▶ Work request: Every line of the entries with the word "effects" in it should be shown.

▶ Given records:
───

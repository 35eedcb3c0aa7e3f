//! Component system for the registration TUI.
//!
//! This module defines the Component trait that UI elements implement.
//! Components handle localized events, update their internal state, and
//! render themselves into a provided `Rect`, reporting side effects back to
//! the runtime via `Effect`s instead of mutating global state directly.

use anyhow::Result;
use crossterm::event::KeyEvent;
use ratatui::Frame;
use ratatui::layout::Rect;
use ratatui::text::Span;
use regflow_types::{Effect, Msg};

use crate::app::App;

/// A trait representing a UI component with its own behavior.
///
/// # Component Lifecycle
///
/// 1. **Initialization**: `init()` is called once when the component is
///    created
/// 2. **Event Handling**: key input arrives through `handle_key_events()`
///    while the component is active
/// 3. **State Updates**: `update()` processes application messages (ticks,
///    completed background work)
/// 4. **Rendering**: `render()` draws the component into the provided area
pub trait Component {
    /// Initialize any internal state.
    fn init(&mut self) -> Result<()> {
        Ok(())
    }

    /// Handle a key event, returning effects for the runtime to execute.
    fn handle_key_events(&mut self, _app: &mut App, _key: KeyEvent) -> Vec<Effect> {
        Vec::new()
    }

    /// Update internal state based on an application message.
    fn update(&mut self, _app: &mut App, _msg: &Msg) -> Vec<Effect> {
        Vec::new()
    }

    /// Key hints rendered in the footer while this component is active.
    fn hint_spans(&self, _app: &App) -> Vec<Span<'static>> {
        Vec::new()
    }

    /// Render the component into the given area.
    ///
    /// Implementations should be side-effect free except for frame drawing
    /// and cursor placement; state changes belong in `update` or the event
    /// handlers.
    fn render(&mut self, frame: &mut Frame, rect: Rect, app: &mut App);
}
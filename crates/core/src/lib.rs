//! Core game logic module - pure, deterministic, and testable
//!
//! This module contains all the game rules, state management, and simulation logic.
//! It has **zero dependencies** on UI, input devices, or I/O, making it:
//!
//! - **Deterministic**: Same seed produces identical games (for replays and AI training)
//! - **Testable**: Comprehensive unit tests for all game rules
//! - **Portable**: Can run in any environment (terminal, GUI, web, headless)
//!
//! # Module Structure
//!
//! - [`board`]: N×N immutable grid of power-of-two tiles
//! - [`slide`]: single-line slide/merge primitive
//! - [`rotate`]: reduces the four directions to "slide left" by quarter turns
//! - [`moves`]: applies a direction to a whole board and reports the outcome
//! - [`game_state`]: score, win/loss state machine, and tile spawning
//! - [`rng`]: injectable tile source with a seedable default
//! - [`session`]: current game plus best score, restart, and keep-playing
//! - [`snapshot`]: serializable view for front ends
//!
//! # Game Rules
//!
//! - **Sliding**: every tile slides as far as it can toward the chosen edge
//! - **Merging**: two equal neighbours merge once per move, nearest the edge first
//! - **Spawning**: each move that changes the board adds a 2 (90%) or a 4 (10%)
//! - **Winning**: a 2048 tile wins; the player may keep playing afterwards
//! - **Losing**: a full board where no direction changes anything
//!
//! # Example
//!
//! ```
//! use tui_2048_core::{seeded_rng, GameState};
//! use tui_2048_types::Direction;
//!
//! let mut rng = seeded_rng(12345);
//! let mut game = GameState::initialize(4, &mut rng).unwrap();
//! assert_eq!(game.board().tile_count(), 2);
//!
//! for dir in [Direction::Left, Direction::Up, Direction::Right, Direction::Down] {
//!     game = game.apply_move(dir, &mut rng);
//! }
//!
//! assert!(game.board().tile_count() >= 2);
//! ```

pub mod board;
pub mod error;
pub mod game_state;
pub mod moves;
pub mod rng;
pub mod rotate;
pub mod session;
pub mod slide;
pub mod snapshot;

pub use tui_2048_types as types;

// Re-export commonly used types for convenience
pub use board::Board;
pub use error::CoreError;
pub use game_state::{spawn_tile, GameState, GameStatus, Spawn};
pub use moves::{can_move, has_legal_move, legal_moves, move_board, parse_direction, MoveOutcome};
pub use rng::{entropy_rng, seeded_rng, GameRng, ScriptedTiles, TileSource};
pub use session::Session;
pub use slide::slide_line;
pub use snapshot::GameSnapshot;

───

▶ Exercise answer:
//! render themselves into a provided `Rect`, reporting side effects back to
    /// Handle a key event, returning effects for the runtime to execute.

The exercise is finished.